Start of DATASET RECORDS
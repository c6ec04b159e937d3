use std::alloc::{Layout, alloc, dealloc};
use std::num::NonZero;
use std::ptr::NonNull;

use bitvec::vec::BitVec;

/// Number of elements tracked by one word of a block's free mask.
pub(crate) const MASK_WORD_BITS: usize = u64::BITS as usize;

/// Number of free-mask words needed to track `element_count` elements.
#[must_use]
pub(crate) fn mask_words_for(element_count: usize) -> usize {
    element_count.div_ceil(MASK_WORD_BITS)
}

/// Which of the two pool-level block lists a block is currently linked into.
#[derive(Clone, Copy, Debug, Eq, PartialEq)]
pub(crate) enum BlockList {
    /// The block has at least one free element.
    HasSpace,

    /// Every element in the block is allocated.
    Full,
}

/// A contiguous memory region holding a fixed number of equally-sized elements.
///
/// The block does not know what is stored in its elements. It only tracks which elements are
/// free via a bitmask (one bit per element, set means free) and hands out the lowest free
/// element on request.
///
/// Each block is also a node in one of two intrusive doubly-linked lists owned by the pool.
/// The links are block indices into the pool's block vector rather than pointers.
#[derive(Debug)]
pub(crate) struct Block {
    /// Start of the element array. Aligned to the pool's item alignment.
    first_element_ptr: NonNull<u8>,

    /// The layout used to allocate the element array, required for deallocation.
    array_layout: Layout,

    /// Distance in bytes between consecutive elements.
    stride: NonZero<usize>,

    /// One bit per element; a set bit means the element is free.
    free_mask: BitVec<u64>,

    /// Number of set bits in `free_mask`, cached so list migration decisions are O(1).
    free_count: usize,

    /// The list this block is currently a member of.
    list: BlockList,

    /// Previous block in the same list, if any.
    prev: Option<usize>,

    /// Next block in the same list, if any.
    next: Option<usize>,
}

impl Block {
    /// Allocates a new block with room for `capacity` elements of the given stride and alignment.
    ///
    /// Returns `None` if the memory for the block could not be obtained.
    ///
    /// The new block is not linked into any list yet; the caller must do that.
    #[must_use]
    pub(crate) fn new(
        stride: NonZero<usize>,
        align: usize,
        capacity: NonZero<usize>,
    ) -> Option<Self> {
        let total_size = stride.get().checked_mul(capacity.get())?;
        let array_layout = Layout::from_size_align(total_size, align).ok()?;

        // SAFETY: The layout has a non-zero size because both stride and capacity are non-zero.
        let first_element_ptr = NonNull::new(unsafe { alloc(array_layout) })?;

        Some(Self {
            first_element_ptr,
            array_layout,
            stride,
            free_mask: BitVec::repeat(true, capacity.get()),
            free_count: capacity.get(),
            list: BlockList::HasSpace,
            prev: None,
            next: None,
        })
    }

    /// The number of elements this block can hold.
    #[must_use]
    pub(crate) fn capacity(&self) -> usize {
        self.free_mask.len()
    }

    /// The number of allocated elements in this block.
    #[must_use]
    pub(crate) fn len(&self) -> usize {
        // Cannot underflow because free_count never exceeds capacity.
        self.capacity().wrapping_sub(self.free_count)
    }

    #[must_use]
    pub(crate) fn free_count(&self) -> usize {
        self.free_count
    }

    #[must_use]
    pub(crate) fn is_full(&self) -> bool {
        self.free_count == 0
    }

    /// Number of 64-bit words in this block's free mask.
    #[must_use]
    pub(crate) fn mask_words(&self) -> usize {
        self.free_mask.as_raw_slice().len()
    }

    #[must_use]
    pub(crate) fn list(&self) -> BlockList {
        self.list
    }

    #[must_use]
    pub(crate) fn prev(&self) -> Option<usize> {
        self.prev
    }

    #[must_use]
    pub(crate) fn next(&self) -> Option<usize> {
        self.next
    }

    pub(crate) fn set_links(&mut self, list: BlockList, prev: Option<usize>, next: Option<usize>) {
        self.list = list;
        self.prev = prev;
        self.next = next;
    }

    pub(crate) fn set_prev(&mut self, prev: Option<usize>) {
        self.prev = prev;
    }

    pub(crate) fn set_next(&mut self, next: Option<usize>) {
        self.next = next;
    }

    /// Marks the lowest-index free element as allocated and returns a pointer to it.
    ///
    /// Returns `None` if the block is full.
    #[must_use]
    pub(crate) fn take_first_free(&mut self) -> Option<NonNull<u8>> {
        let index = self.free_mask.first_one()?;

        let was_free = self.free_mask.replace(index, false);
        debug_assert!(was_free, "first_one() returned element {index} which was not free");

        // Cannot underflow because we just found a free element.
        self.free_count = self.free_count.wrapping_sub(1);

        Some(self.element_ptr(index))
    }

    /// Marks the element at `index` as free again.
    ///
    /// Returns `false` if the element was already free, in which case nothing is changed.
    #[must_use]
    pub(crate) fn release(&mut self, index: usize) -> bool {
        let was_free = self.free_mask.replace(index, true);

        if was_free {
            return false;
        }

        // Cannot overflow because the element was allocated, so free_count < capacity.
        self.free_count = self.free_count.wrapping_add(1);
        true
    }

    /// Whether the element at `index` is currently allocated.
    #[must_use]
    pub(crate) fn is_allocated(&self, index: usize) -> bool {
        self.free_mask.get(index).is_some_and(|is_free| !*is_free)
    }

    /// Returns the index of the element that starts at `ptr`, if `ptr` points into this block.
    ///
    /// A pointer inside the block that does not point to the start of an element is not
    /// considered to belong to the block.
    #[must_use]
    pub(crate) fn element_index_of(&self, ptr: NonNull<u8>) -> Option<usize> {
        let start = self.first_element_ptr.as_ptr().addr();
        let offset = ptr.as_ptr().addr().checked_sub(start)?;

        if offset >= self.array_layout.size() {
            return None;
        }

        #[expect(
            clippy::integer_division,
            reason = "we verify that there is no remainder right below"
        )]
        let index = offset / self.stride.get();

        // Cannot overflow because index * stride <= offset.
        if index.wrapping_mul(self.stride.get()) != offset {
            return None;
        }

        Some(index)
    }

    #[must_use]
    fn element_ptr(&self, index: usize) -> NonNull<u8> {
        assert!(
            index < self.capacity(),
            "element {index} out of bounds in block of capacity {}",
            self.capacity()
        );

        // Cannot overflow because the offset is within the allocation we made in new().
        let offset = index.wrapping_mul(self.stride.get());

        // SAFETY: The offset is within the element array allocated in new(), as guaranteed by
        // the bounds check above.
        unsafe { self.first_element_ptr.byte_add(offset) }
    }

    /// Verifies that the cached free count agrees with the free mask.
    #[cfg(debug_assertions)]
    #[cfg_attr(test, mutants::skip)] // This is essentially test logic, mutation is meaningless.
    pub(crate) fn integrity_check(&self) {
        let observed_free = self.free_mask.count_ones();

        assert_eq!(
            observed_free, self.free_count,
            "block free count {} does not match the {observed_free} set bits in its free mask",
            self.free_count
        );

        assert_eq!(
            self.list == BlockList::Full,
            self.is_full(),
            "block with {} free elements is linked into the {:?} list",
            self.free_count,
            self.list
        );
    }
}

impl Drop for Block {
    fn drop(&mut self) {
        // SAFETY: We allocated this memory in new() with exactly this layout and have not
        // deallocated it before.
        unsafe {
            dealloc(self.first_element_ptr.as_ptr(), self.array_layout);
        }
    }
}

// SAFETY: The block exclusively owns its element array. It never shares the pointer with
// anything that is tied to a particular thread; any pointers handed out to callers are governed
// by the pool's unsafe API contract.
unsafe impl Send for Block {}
End of DATASET RECORDS
→ PROBLEM: Return every line of the material above exactly.

→ SOLVED PROBLEM:
repository c6ec04b159e937d3
use std::alloc::{Layout, alloc, dealloc};
use std::num::NonZero;
use std::ptr::NonNull;

use bitvec::vec::BitVec;

/// Number of elements tracked by one word of a block's free mask.
pub(crate) const MASK_WORD_BITS: usize = u64::BITS as usize;

/// Number of free-mask words needed to track `element_count` elements.
#[must_use]
pub(crate) fn mask_words_for(element_count: usize) -> usize {
    element_count.div_ceil(MASK_WORD_BITS)
}

/// Which of the two pool-level block lists a block is currently linked into.
#[derive(Clone, Copy, Debug, Eq, PartialEq)]
pub(crate) enum BlockList {
    /// The block has at least one free element.
    HasSpace,

    /// Every element in the block is allocated.
    Full,
}

/// A contiguous memory region holding a fixed number of equally-sized elements.
///
/// The block does not know what is stored in its elements. It only tracks which elements are
/// free via a bitmask (one bit per element, set means free) and hands out the lowest free
/// element on request.
///
/// Each block is also a node in one of two intrusive doubly-linked lists owned by the pool.
/// The links are block indices into the pool's block vector rather than pointers.
#[derive(Debug)]
pub(crate) struct Block {
    /// Start of the element array. Aligned to the pool's item alignment.
    first_element_ptr: NonNull<u8>,

    /// The layout used to allocate the element array, required for deallocation.
    array_layout: Layout,

    /// Distance in bytes between consecutive elements.
    stride: NonZero<usize>,

    /// One bit per element; a set bit means the element is free.
    free_mask: BitVec<u64>,

    /// Number of set bits in `free_mask`, cached so list migration decisions are O(1).
    free_count: usize,

    /// The list this block is currently a member of.
    list: BlockList,

    /// Previous block in the same list, if any.
    prev: Option<usize>,

    /// Next block in the same list, if any.
    next: Option<usize>,
}

impl Block {
    /// Allocates a new block with room for `capacity` elements of the given stride and alignment.
    ///
    /// Returns `None` if the memory for the block could not be obtained.
    ///
    /// The new block is not linked into any list yet; the caller must do that.
    #[must_use]
    pub(crate) fn new(
        stride: NonZero<usize>,
        align: usize,
        capacity: NonZero<usize>,
    ) -> Option<Self> {
        let total_size = stride.get().checked_mul(capacity.get())?;
        let array_layout = Layout::from_size_align(total_size, align).ok()?;

        // SAFETY: The layout has a non-zero size because both stride and capacity are non-zero.
        let first_element_ptr = NonNull::new(unsafe { alloc(array_layout) })?;

        Some(Self {
            first_element_ptr,
            array_layout,
            stride,
            free_mask: BitVec::repeat(true, capacity.get()),
            free_count: capacity.get(),
            list: BlockList::HasSpace,
            prev: None,
            next: None,
        })
    }

    /// The number of elements this block can hold.
    #[must_use]
    pub(crate) fn capacity(&self) -> usize {
        self.free_mask.len()
    }

    /// The number of allocated elements in this block.
    #[must_use]
    pub(crate) fn len(&self) -> usize {
        // Cannot underflow because free_count never exceeds capacity.
        self.capacity().wrapping_sub(self.free_count)
    }

    #[must_use]
    pub(crate) fn free_count(&self) -> usize {
        self.free_count
    }

    #[must_use]
    pub(crate) fn is_full(&self) -> bool {
        self.free_count == 0
    }

    /// Number of 64-bit words in this block's free mask.
    #[must_use]
    pub(crate) fn mask_words(&self) -> usize {
        self.free_mask.as_raw_slice().len()
    }

    #[must_use]
    pub(crate) fn list(&self) -> BlockList {
        self.list
    }

    #[must_use]
    pub(crate) fn prev(&self) -> Option<usize> {
        self.prev
    }

    #[must_use]
    pub(crate) fn next(&self) -> Option<usize> {
        self.next
    }

    pub(crate) fn set_links(&mut self, list: BlockList, prev: Option<usize>, next: Option<usize>) {
        self.list = list;
        self.prev = prev;
        self.next = next;
    }

    pub(crate) fn set_prev(&mut self, prev: Option<usize>) {
        self.prev = prev;
    }

    pub(crate) fn set_next(&mut self, next: Option<usize>) {
        self.next = next;
    }

    /// Marks the lowest-index free element as allocated and returns a pointer to it.
    ///
    /// Returns `None` if the block is full.
    #[must_use]
    pub(crate) fn take_first_free(&mut self) -> Option<NonNull<u8>> {
        let index = self.free_mask.first_one()?;

        let was_free = self.free_mask.replace(index, false);
        debug_assert!(was_free, "first_one() returned element {index} which was not free");

        // Cannot underflow because we just found a free element.
        self.free_count = self.free_count.wrapping_sub(1);

        Some(self.element_ptr(index))
    }

    /// Marks the element at `index` as free again.
    ///
    /// Returns `false` if the element was already free, in which case nothing is changed.
    #[must_use]
    pub(crate) fn release(&mut self, index: usize) -> bool {
        let was_free = self.free_mask.replace(index, true);

        if was_free {
            return false;
        }

        // Cannot overflow because the element was allocated, so free_count < capacity.
        self.free_count = self.free_count.wrapping_add(1);
        true
    }

    /// Whether the element at `index` is currently allocated.
    #[must_use]
    pub(crate) fn is_allocated(&self, index: usize) -> bool {
        self.free_mask.get(index).is_some_and(|is_free| !*is_free)
    }

    /// Returns the index of the element that starts at `ptr`, if `ptr` points into this block.
    ///
    /// A pointer inside the block that does not point to the start of an element is not
    /// considered to belong to the block.
    #[must_use]
    pub(crate) fn element_index_of(&self, ptr: NonNull<u8>) -> Option<usize> {
        let start = self.first_element_ptr.as_ptr().addr();
        let offset = ptr.as_ptr().addr().checked_sub(start)?;

        if offset >= self.array_layout.size() {
            return None;
        }

        #[expect(
            clippy::integer_division,
            reason = "we verify that there is no remainder right below"
        )]
        let index = offset / self.stride.get();

        // Cannot overflow because index * stride <= offset.
        if index.wrapping_mul(self.stride.get()) != offset {
            return None;
        }

        Some(index)
    }

    #[must_use]
    fn element_ptr(&self, index: usize) -> NonNull<u8> {
        assert!(
            index < self.capacity(),
            "element {index} out of bounds in block of capacity {}",
            self.capacity()
        );

        // Cannot overflow because the offset is within the allocation we made in new().
        let offset = index.wrapping_mul(self.stride.get());

        // SAFETY: The offset is within the element array allocated in new(), as guaranteed by
        // the bounds check above.
        unsafe { self.first_element_ptr.byte_add(offset) }
    }

    /// Verifies that the cached free count agrees with the free mask.
    #[cfg(debug_assertions)]
    #[cfg_attr(test, mutants::skip)] // This is essentially test logic, mutation is meaningless.
    pub(crate) fn integrity_check(&self) {
        let observed_free = self.free_mask.count_ones();

        assert_eq!(
            observed_free, self.free_count,
            "block free count {} does not match the {observed_free} set bits in its free mask",
            self.free_count
        );

        assert_eq!(
            self.list == BlockList::Full,
            self.is_full(),
            "block with {} free elements is linked into the {:?} list",
            self.free_count,
            self.list
        );
    }
}

impl Drop for Block {
    fn drop(&mut self) {
        // SAFETY: We allocated this memory in new() with exactly this layout and have not
        // deallocated it before.
        unsafe {
            dealloc(self.first_element_ptr.as_ptr(), self.array_layout);
        }
    }
}

// SAFETY: The block exclusively owns its element array. It never shares the pointer with
// anything that is tied to a particular thread; any pointers handed out to callers are governed
// by the pool's unsafe API contract.
unsafe impl Send for Block {}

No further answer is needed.